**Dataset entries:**
_____

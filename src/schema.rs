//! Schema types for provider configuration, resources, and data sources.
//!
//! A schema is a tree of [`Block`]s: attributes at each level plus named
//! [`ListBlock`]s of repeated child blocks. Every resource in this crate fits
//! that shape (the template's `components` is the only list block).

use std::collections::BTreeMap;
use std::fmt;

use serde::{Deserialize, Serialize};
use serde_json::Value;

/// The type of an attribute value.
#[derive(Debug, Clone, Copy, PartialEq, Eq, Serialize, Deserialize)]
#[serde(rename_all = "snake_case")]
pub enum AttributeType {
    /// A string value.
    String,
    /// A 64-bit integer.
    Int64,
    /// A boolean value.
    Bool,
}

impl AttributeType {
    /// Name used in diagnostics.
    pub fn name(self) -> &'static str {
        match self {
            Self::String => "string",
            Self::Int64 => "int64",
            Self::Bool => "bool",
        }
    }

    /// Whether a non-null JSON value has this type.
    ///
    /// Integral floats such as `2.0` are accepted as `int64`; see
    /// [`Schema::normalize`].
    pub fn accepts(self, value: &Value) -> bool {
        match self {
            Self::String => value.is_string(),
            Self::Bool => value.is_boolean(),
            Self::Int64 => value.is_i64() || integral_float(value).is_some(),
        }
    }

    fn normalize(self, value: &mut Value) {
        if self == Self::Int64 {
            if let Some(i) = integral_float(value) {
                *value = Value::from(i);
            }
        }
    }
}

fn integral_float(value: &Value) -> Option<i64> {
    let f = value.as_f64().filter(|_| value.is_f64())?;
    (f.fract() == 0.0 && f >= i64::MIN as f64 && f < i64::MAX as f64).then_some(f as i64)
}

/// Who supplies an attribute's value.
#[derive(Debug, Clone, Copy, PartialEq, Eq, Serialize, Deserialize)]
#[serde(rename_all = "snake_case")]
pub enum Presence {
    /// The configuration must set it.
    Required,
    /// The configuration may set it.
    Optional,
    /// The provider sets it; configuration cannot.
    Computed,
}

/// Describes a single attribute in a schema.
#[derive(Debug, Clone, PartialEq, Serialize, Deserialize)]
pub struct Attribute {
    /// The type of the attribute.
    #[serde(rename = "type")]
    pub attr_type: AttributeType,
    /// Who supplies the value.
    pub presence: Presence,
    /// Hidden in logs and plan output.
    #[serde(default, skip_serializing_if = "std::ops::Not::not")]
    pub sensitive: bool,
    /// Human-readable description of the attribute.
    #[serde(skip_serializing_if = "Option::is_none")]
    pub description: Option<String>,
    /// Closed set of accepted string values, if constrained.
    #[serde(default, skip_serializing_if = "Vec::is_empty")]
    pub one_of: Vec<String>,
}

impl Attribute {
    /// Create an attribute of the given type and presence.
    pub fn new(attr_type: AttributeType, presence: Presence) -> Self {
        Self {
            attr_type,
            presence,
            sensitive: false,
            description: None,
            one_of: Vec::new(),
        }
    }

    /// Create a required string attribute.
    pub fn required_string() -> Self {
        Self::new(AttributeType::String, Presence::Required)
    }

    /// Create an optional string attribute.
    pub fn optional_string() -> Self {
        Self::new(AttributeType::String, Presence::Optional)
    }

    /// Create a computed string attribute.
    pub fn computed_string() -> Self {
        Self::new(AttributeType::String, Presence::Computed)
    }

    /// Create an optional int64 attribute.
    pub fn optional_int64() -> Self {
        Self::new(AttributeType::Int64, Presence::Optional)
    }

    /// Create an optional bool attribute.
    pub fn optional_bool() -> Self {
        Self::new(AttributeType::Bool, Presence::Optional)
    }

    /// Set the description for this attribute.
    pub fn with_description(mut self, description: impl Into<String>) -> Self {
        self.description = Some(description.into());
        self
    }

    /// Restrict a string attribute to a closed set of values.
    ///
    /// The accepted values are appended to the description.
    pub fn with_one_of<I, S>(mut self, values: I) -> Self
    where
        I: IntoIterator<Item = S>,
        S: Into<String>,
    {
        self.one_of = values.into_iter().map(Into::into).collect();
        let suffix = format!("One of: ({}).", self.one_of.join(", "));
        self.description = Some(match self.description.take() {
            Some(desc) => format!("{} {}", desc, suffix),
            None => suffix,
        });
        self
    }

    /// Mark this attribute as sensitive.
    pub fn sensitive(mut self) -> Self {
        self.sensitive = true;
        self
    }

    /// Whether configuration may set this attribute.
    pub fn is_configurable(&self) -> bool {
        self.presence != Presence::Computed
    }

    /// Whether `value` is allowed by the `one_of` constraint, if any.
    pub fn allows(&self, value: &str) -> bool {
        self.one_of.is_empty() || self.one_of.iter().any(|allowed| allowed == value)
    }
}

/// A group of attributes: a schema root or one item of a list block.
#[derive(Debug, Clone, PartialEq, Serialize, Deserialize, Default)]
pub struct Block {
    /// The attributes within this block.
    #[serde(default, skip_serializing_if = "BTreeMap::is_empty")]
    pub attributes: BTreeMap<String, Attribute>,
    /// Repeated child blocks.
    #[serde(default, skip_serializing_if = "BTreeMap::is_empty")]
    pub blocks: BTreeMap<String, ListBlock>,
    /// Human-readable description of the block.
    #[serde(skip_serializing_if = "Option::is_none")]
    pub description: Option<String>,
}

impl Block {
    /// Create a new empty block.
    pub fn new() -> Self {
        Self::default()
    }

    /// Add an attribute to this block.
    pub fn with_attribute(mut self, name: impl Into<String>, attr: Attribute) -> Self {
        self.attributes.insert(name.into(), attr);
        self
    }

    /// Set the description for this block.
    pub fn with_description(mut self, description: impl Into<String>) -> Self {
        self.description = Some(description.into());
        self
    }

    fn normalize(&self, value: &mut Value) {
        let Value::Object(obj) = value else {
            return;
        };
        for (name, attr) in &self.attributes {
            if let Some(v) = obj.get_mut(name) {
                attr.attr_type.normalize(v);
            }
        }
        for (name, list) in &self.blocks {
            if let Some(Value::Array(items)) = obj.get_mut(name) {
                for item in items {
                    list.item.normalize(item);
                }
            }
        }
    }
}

_____

**EXERCISE GOAL:**
Copy out every line above where "child" is present.

**EXERCISE RESPONSE:**
//! [`ListBlock`]s of repeated child blocks. Every resource in this crate fits
    /// Repeated child blocks.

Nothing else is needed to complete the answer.